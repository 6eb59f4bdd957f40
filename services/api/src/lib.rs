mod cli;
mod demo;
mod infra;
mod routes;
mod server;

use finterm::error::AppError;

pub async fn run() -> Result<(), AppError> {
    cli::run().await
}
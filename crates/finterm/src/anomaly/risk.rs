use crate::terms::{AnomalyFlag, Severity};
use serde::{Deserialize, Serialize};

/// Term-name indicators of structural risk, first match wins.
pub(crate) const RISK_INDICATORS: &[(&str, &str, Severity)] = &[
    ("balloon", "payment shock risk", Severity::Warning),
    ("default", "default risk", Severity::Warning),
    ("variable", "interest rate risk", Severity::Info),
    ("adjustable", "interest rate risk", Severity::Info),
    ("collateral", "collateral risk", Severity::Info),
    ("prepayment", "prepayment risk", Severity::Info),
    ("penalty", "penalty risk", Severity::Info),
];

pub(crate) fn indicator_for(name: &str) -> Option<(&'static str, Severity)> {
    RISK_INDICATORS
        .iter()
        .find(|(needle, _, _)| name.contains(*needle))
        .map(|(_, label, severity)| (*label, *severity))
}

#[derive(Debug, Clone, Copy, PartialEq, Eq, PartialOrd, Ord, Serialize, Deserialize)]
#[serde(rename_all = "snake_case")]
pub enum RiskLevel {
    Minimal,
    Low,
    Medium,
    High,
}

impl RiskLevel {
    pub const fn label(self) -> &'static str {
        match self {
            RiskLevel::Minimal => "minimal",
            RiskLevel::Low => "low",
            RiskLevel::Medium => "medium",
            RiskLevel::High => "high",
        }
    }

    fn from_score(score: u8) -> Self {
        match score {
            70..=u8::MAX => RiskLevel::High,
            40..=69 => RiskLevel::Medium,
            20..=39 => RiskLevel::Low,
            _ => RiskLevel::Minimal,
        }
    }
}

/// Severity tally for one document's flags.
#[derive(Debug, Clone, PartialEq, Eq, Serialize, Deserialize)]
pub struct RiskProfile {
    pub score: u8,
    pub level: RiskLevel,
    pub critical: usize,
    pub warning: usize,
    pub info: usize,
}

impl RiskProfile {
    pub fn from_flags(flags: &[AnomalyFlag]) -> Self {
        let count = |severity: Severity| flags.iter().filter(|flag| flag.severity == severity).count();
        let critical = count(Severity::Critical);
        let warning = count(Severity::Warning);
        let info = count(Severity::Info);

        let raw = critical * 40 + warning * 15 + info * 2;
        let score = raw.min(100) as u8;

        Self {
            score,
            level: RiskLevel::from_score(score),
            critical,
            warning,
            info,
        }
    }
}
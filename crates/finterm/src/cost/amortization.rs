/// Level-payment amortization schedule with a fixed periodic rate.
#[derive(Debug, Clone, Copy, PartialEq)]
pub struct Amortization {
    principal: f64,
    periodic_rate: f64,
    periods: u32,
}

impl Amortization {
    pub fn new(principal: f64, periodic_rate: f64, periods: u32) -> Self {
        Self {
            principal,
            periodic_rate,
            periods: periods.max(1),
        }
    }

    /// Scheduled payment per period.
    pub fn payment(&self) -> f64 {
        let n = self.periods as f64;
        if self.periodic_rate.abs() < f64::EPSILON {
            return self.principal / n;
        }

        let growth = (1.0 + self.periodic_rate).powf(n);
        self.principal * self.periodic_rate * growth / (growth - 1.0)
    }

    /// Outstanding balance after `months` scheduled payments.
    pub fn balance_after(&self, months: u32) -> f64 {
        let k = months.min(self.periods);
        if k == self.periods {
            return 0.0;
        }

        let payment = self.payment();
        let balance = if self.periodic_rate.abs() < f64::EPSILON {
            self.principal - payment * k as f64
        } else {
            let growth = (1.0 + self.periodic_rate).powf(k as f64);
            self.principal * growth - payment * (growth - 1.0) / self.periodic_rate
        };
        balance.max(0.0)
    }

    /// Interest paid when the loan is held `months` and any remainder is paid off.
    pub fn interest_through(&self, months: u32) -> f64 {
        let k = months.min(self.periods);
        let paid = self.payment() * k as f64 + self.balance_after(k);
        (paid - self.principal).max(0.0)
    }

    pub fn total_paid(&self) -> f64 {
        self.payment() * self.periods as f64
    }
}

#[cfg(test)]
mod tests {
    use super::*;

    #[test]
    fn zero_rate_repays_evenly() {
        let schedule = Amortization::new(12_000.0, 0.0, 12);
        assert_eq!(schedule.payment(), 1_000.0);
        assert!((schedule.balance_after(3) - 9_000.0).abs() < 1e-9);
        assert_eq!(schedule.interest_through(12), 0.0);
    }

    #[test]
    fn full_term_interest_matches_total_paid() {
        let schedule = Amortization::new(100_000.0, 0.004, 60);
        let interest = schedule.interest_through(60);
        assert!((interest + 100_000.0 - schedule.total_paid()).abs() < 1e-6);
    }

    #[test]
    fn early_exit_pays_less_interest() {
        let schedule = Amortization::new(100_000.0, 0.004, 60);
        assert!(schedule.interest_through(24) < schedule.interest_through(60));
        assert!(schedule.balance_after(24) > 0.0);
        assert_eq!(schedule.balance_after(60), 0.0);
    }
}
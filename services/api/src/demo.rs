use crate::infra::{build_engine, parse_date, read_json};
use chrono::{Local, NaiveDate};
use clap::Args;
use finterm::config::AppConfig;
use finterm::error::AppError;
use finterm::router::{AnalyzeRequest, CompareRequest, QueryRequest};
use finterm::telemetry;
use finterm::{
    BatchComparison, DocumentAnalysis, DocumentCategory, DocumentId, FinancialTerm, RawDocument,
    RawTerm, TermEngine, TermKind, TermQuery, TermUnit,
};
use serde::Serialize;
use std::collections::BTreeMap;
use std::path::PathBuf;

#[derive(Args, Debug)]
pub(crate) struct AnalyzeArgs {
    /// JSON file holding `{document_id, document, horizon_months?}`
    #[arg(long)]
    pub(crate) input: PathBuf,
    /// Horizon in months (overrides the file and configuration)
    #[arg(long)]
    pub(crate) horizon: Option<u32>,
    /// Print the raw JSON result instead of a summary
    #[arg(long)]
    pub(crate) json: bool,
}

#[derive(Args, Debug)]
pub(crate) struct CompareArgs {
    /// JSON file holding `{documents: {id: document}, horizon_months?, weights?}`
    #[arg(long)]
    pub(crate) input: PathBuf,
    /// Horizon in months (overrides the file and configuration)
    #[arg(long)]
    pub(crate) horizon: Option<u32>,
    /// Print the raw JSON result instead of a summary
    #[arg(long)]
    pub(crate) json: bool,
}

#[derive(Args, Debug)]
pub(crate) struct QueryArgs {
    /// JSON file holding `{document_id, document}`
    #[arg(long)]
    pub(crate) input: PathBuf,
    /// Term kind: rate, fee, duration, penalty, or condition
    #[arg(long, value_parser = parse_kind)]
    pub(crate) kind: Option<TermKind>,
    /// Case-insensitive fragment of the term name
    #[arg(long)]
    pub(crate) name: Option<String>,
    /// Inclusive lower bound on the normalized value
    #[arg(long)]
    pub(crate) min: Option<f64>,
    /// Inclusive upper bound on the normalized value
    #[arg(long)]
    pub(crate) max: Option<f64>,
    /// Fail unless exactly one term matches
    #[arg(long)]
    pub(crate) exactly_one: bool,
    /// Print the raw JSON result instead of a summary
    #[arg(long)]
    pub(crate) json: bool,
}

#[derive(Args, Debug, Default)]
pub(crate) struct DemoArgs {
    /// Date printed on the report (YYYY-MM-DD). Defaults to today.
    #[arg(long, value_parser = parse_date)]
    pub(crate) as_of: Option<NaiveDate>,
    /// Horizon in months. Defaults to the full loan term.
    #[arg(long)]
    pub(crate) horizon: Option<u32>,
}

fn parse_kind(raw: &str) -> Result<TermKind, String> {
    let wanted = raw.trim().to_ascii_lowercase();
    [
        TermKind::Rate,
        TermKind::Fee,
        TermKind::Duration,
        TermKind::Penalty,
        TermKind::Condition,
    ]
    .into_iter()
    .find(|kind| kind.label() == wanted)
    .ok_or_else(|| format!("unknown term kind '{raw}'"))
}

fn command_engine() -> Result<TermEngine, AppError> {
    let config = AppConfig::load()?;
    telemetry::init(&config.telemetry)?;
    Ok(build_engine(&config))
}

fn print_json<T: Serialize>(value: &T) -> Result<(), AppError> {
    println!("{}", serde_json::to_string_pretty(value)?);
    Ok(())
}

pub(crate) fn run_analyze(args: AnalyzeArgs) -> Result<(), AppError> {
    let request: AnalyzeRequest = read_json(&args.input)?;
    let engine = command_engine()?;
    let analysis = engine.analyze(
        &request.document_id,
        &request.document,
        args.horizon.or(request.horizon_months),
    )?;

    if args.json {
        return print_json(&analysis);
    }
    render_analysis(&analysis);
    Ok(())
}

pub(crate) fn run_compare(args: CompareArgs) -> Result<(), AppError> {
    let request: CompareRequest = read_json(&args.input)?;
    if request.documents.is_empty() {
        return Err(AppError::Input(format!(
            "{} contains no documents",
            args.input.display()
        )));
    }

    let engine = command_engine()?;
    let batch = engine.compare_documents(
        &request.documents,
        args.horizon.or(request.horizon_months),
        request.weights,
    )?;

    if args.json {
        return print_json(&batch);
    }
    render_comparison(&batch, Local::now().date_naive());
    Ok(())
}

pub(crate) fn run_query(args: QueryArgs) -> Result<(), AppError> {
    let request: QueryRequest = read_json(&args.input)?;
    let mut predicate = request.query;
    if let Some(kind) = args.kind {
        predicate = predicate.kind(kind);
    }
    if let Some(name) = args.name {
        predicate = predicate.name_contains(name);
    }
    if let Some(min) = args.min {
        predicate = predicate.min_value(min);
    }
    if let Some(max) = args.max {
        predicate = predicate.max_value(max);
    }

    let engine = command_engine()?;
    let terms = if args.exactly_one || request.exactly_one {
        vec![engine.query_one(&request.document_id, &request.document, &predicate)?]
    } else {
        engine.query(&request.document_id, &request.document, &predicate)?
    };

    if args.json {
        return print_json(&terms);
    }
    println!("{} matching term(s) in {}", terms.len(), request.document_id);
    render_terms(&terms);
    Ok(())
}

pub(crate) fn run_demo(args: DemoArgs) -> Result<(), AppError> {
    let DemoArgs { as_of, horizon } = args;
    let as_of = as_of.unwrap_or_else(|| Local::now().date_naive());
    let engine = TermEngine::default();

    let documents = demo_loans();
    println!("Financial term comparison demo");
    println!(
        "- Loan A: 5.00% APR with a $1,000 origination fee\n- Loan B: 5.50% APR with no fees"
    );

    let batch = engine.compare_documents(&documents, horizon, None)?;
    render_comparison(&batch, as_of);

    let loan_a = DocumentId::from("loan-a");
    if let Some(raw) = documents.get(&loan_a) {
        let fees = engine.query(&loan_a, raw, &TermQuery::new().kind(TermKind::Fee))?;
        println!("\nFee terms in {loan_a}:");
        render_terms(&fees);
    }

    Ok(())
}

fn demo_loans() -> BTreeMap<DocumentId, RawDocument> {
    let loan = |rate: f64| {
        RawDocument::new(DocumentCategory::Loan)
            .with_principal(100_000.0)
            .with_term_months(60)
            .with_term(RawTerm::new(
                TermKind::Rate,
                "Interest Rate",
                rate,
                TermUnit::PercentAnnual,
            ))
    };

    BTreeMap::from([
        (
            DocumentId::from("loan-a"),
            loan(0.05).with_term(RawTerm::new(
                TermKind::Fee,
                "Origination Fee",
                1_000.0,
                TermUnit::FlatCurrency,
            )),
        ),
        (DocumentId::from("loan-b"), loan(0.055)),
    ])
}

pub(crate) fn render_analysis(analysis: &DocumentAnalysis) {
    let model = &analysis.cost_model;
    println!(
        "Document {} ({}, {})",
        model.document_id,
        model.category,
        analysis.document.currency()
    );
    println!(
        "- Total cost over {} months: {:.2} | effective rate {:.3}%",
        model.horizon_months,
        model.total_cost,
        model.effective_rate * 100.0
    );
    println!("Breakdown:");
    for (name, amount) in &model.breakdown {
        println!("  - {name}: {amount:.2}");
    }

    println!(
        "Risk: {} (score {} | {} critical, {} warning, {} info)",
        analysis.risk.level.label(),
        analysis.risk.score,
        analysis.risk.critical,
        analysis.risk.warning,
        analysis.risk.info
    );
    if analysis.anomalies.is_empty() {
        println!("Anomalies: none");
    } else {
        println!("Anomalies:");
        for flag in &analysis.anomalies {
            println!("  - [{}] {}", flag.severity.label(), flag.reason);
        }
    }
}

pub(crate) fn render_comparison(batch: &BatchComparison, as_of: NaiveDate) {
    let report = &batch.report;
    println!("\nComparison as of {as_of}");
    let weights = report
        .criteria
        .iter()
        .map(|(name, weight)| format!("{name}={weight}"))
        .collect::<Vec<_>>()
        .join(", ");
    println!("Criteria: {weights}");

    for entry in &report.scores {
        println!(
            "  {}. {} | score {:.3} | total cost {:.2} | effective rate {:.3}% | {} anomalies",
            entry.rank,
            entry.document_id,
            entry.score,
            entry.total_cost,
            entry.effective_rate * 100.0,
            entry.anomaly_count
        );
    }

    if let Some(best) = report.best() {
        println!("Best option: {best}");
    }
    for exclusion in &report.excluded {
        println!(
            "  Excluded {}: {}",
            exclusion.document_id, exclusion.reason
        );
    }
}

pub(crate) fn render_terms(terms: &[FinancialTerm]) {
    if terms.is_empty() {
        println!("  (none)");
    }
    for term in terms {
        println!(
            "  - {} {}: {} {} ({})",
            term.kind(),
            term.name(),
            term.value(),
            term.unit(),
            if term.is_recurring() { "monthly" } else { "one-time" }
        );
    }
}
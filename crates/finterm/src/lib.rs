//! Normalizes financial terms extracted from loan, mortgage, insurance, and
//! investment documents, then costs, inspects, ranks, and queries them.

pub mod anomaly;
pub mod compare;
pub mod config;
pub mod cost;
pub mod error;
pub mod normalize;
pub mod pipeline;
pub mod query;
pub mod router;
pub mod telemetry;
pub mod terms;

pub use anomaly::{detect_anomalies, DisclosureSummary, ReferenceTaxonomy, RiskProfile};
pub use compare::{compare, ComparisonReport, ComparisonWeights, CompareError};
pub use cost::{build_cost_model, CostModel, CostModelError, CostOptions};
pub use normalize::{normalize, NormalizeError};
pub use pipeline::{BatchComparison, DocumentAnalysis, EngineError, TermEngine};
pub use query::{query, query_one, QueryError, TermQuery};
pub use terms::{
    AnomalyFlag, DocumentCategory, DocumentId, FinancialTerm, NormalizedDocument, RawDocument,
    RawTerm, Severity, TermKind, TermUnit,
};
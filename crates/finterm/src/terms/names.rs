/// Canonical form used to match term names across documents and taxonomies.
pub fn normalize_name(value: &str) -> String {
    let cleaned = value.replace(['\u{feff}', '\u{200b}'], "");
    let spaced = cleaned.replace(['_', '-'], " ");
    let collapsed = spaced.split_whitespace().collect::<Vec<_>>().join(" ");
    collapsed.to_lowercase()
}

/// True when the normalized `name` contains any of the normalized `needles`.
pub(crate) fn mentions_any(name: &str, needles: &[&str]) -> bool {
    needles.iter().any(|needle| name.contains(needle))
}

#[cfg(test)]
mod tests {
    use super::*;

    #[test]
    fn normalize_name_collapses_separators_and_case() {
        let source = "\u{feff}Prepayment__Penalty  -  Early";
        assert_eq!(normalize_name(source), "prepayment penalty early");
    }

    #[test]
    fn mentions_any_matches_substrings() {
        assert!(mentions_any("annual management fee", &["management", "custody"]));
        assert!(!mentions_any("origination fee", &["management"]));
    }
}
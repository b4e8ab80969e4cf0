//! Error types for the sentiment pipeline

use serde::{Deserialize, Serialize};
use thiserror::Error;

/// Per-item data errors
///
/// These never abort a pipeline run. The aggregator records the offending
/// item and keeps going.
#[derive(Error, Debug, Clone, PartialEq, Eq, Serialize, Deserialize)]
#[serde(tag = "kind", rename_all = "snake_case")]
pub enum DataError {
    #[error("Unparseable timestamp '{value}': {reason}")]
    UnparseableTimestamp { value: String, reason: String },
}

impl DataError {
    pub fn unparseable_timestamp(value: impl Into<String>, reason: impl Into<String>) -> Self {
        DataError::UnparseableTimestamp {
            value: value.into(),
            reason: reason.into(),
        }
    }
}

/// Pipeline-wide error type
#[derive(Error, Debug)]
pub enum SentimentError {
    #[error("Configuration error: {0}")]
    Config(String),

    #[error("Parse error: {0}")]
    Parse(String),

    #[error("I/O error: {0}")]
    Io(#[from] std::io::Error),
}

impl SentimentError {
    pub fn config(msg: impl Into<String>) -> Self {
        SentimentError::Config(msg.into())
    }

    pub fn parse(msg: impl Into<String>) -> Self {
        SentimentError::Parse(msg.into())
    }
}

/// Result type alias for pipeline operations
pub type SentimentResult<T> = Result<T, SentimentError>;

**INSTRUCTIONS TO FOLLOW**
Find each line above that contains "AnalyzeArgs", and copy those lines.

**TASK RESPONSE**
pub(crate) struct AnalyzeArgs {
pub(crate) fn run_analyze(args: AnalyzeArgs) -> Result<(), AppError> {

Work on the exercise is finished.